Document Found By R. M. Pierce Was Written By Late Lyman Coats.

Oswego Palladium-Times, Saturday, May 27, 1939, Page Five

[Note: This article was written about the time of the Landmarks of Oswego County New York, edited by John C. Churchill, L.L.D., assisted by H. Perry Smith & W. Stanley Child, Syracuse, N.Y., D. Mason & Company Publishers, 1895. Mr. Coats is listed as a contributor to the book. Much of the information in this article also appears in the Landmarks book.]

A document of interest to older residents of the Oswego area has been found by R. M. Pierce of Fruit Valley in the form of a copy of a paper written for the old Union Village Literary Society by the late Lyman Coats, about 50 years ago. Mr. Pierce is sexton of Rural cemetery and represents the third generation of men of the Pierce family who have carried out this task. His farm adjoins the property still known as the Coats farm. Rural cemetery is reported to be the largest known in this country which is not incorporated, being privately owned by the Pierce family.

Mr. Coats' account of the history of Union Village, now known as Fruit Valley, tells that [Mr. Asa] Rice came to Oswego October 1797 and first lived in a tent borrowed of the garrison at Oswego. He lived in it until he could build a log house near the center of his farm, which consisted of 600 acres of unbroken forest about three miles west of the present city of Oswego, Some boatman helped him build the log house and he named the place Union Village. At that time there were but three families in Oswego city.

The paper continues as follows: "Mr. Rice's post office in 1880 was in the town of Salina, now Syracuse. Mr. Rice died in August 1822, in the house which stood where our postmaster, D. M. Marshall now resides. I remember attending Mr. Rice's funeral.

"In the spring of 1804 a road was cut from Oswego to Cato by four men at a cost of $40 and was paid for by subscription. Eighteen years from that time, in 1822, the Oswego toll bridge company connected us with Scriba at a cost of $5,000. The road leading from the lake shore to Oswego Center, now Paradise street, was laid out in 1807.

"Asa, Rice and Elizer Brace built a saw mill in the village in 1811 and in 1813 Samuel Farnham built a grist mill which burned in 1869. The first school in the village was taught by Susan Newell in 1813. It was in a log cabin, a little north of the present cobblestone school house. Miss Newell was the aunt of George and Charles Newell of Southwest Oswego. The wooden school house which stood on the site of the present stone school and burned was built in 1816.
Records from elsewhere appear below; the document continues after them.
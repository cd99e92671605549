//! # Quill Runtime
//!
//! The Quill object model:
//!
//! - **Values**: tagged runtime values shared across threads
//! - **Shapes**: immutable layout descriptors with structural sharing
//! - **Objects**: shaped objects with typed slots and fast array elements
//! - **Bridges**: traits for callables, proxies, foreign and host objects

#![deny(unsafe_op_in_unsafe_fn)]
#![warn(missing_docs)]
#![warn(clippy::all)]
#![warn(clippy::pedantic)]
#![allow(clippy::module_name_repetitions)]

pub mod bridge;
pub mod object;
pub mod shape;
pub mod value;

pub use bridge::{Callable, ForeignObject, HostObject, MapHost, NativeFunction, PropertyProxy};
pub use object::{JsObject, ObjectRef, Slot, WriteMode};
pub use shape::{
    AccessorPair, PropertyFlags, PropertyKind, PropertyRecord, Shape, ShapeId, ShapeRegistry,
    SlotKind, ValidityCell,
};
pub use value::{ForeignRef, HostRef, Value, ValueKind};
"Willet R. Willis put up a cloth dressing and carding machine in 1828. It stood where Dr. Milne's mill recently burned. There has been a tavern in this village most of the time since 1810. The first landlord I remember was Jacob Rayner, Alfred Farnham's grandfather. Arthur Brace kept a blacksmith shop where Mr. McBride's cider mill stands. Mills Brace lived on the place now owned by J. S. Furnise (?), and used to carry the mail once a week on foot from Oswego to Salina before there was a Syracuse. Steven Brace married Louise Rice. They owned the farm and built the house where Mrs. James Pierce now resides. Steven Brace held several times the offices of military captain, justice of the piece and deacon of First Presbyterian church. Chester Brace was a carpenter and lived on the Dugan place. These four Braces were sons of Ellest (?) and Almira Brace, who owned the farm where John S. Furnise resides.

"Daniel Pease married Marion Rice, Asa Rice's oldest daughter, in 1815, and settled on what is known as the Pease farm. My father and I attended the wedding and went with a good horned team and ox sled.

Nathan Farnham came to this village in the fall of 1813, about three months before my father and mother came on January 31, 1814. My mother lived here nine years before going back to visit her father and mother and old neighbors in Massachusetts. William Ingalls and his wife of the town of Volney, former neighbors in Massachusetts, Daniel Pease and his wife and my father and mother went to Massachusetts with a two-horse lumber wagon and team of horses hired of John (Yankee) Milter of Granby. They were six days going and six days returning.

"Ellzer Perry, Sr., Daniel Perry's grandfather, settled in 1800 on the farm now owned by William Clark, and was first supervisor of the town of Oswego which then included the portion of the village west of the fiver after it was set off from the town of Hannibal in 1818. Abram Clark, father of Abram M. and Selden B. Clark, came here May 2, 1815, just 90 days before my arrival. Abram Clark and Sylvanus Bishop were first elders of First Presbyterian church, being named in 1816.

"The first marriage was that of Captain Ford of Sacketts Harbor and Miss Rice in 1800. The first burial was that of a child who died of starvation in 1803, and the first birth that or Thomas Rice in 1801. First burial in Rural cemetery was that of Oliver Watkins in 1803, and Chauncey Foster, sexton of the old ground, says there are more than 600 sleeping there now. Mr. Pierce, sexton of the new ground, says they made their first burial in 185_ and have made 1,752 burials which makes the population of the dead more than 2,350.

"In 1825 the town meeting of Oswego was held at the hotel in Union Village, and included the west side of the village. I have seen the time, at the fall election I could vote at Minetto, Union Village or Oswego village, and have the choice of three days in which to vote. We had for newspapers the Palladium published by John Lord in 1819 and the Free Press published by Richard Oliphant in 1830. A post office was established in Oswego in 1806.

Mr. Coats' paper was submitted to the Times Express for publication, and is entitled Interesting Reminiscences. The Mr. Pierce, sexton, to which it refers, was Morris Pierce, father of R. M. Pierce. Morris Pierce's brother, Volney Pierce, was a general in the Union forces of the Civil War.